Users may set unrestricted = TRUE to allow both alpha and lambda to be selected through cross-validation during each bootstrap iteration.
res_berm <- berm(x = mydata, y = y, unrestricted = TRUE)This option is useful when strong prior knowledge suggests an extreme sparsity pattern or coefficient structure. Examples include situations where only a very small number of predictors are expected to be associated with the outcome, or where a large proportion of predictors are expected to have non-zero effects.
Because tuning both alpha and lambda within every bootstrap iteration can substantially increase computation time, we recommend using the default setting (unrestricted = FALSE) unless additional flexibility is needed.

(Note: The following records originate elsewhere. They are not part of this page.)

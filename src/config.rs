//! Configuration for the reveal pipeline.
//!
//! All pipeline behaviour is controlled through [`PipelineConfig`], built via
//! its [`PipelineConfigBuilder`]. One struct holds every knob so it can be
//! cloned into spawned OCR workers and logged as a unit.

use crate::error::RevealError;
use std::path::{Path, PathBuf};

/// Scale factor applied to every rendered page (PDF points → pixels).
pub const DEFAULT_RENDER_SCALE: f32 = 2.0;

/// Upload size cap in bytes (10 MiB).
pub const DEFAULT_MAX_UPLOAD_BYTES: u64 = 10 * 1024 * 1024;

/// Configuration for the rasterize → transform → extract pipeline.
///
/// Built via [`PipelineConfig::builder()`] or using
/// [`PipelineConfig::default()`].
///
/// # Example
/// ```rust
/// use pdf_reveal::PipelineConfig;
///
/// let config = PipelineConfig::builder()
///     .data_dir("/var/lib/pdfreveal")
///     .ocr_language("eng+deu")
///     .build()
///     .unwrap();
/// assert_eq!(config.render_scale, 2.0);
/// ```
#[derive(Debug, Clone)]
pub struct PipelineConfig {
    /// Render scale for both transforms. Default: 2.0.
    ///
    /// Pixel reveal and OCR must see the same resolution, so this is a single
    /// value rather than one per transform.
    pub render_scale: f32,

    /// Directory under which per-document result directories are created.
    pub results_root: PathBuf,

    /// Directory under which uploaded PDFs are stored, one folder per owner.
    pub uploads_root: PathBuf,

    /// Prefix used for the public (served) form of result paths. Default: "/results".
    pub public_prefix: String,

    /// Tesseract language code(s). Default: "eng".
    pub ocr_language: String,

    /// Tesseract executable. Default: "tesseract" (looked up on `PATH`).
    pub tesseract_path: PathBuf,

    /// Explicit pdfium library file or directory. `None` tries `./` and then
    /// the system library.
    pub pdfium_library: Option<PathBuf>,

    /// Pages revealed concurrently in pixel mode. Default: 1 (sequential).
    ///
    /// Output order is 1..N regardless of this value.
    pub pixel_concurrency: usize,

    /// Capacity of the OCR event channel. Default: 16.
    pub event_buffer: usize,

    /// Largest accepted upload in bytes. Default: 10 MiB.
    pub max_upload_bytes: u64,

    /// Documents kept per owner before the oldest is evicted. Default: 5.
    pub max_documents_per_owner: usize,

    /// Download timeout for URL ingest in seconds. Default: 120.
    pub download_timeout_secs: u64,
}

impl Default for PipelineConfig {
    fn default() -> Self {
        Self {
            render_scale: DEFAULT_RENDER_SCALE,
            results_root: PathBuf::from("data/results"),
            uploads_root: PathBuf::from("data/uploads"),
            public_prefix: "/results".to_string(),
            ocr_language: "eng".to_string(),
            tesseract_path: PathBuf::from("tesseract"),
            pdfium_library: None,
            pixel_concurrency: 1,
            event_buffer: 16,
            max_upload_bytes: DEFAULT_MAX_UPLOAD_BYTES,
            max_documents_per_owner: 5,
            download_timeout_secs: 120,
        }
    }
}

impl PipelineConfig {
    /// Create a new builder for `PipelineConfig`.
    pub fn builder() -> PipelineConfigBuilder {
        PipelineConfigBuilder {
            config: Self::default(),
        }
    }
}

/// Builder for [`PipelineConfig`].
#[derive(Debug)]
pub struct PipelineConfigBuilder {
    config: PipelineConfig,
}

impl PipelineConfigBuilder {
    /// Root both `uploads/` and `results/` under one data directory.
    pub fn data_dir(mut self, dir: impl AsRef<Path>) -> Self {
        let dir = dir.as_ref();
        self.config.results_root = dir.join("results");
        self.config.uploads_root = dir.join("uploads");
        self
    }

    pub fn render_scale(mut self, scale: f32) -> Self {
        self.config.render_scale = scale;
        self
    }

    pub fn results_root(mut self, dir: impl Into<PathBuf>) -> Self {
        self.config.results_root = dir.into();
        self
    }

    pub fn uploads_root(mut self, dir: impl Into<PathBuf>) -> Self {
        self.config.uploads_root = dir.into();
        self
    }

    pub fn public_prefix(mut self, prefix: impl Into<String>) -> Self {
        let prefix = prefix.into();
        self.config.public_prefix = prefix.trim_end_matches('/').to_string();
        self
    }

    pub fn ocr_language(mut self, lang: impl Into<String>) -> Self {
        self.config.ocr_language = lang.into();
        self
    }

    pub fn tesseract_path(mut self, path: impl Into<PathBuf>) -> Self {
        self.config.tesseract_path = path.into();
        self
    }

    pub fn pdfium_library(mut self, path: impl Into<PathBuf>) -> Self {
        self.config.pdfium_library = Some(path.into());
        self
    }

    pub fn pixel_concurrency(mut self, n: usize) -> Self {
        self.config.pixel_concurrency = n.max(1);
        self
    }

    pub fn event_buffer(mut self, n: usize) -> Self {
        self.config.event_buffer = n.max(1);
        self
    }

    pub fn max_upload_bytes(mut self, bytes: u64) -> Self {
        self.config.max_upload_bytes = bytes;
        self
    }

    pub fn max_documents_per_owner(mut self, n: usize) -> Self {
        self.config.max_documents_per_owner = n.max(1);
        self
    }

    pub fn download_timeout_secs(mut self, secs: u64) -> Self {
        self.config.download_timeout_secs = secs;
        self
    }

    /// Build the configuration, validating constraints.
    pub fn build(self) -> Result<PipelineConfig, RevealError> {
        let c = &self.config;
        if !(c.render_scale > 0.0 && c.render_scale <= 8.0) {
            return Err(RevealError::InvalidConfig(format!(
                "render scale must be in (0, 8], got {}",
                c.render_scale
            )));
        }
        if c.ocr_language.trim().is_empty() {
            return Err(RevealError::InvalidConfig(
                "OCR language must not be empty".into(),
            ));
        }
        if c.max_upload_bytes == 0 {
            return Err(RevealError::InvalidConfig(
                "upload limit must be ≥ 1 byte".into(),
            ));
        }
        Ok(self.config)
    }
}

#[cfg(test)]
mod tests {
    use super::*;

    #[test]
    fn defaults_follow_reference_behaviour() {
        let c = PipelineConfig::default();
        assert_eq!(c.render_scale, 2.0);
        assert_eq!(c.pixel_concurrency, 1);
        assert_eq!(c.max_documents_per_owner, 5);
        assert_eq!(c.max_upload_bytes, 10 * 1024 * 1024);
        assert_eq!(c.public_prefix, "/results");
    }

    #[test]
    fn data_dir_roots_both_trees() {
        let c = PipelineConfig::builder().data_dir("/srv/x").build().unwrap();
        assert_eq!(c.results_root, PathBuf::from("/srv/x/results"));
        assert_eq!(c.uploads_root, PathBuf::from("/srv/x/uploads"));
    }

    #[test]
    fn invalid_scale_rejected() {
        let err = PipelineConfig::builder().render_scale(0.0).build();
        assert!(matches!(err, Err(RevealError::InvalidConfig(_))));
        let err = PipelineConfig::builder().render_scale(f32::NAN).build();
        assert!(matches!(err, Err(RevealError::InvalidConfig(_))));
    }

    #[test]
    fn setters_clamp() {
        let c = PipelineConfig::builder()
            .pixel_concurrency(0)
            .event_buffer(0)
            .public_prefix("/static/results/")
            .build()
            .unwrap();
        assert_eq!(c.pixel_concurrency, 1);
        assert_eq!(c.event_buffer, 1);
        assert_eq!(c.public_prefix, "/static/results");
    }
}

When unrestricted = TRUE, BERM performs cross-validation over:
alpha_grid = seq(1, 0, length.out = 20)
lambda_grid = 10^seq(2, -3, by = -0.1)Users may also provide custom alpha_grid and lambda_grid values based on their data characteristics or computational requirements.
For methodological details and simulation studies, please see:
Dong X, Goyal A, Liang M, Brusko MA, Brusko TM, Bacher R. Penalized Linear Models for Highly Correlated High-Dimensional Immunophenotyping Data. arXiv. 2025.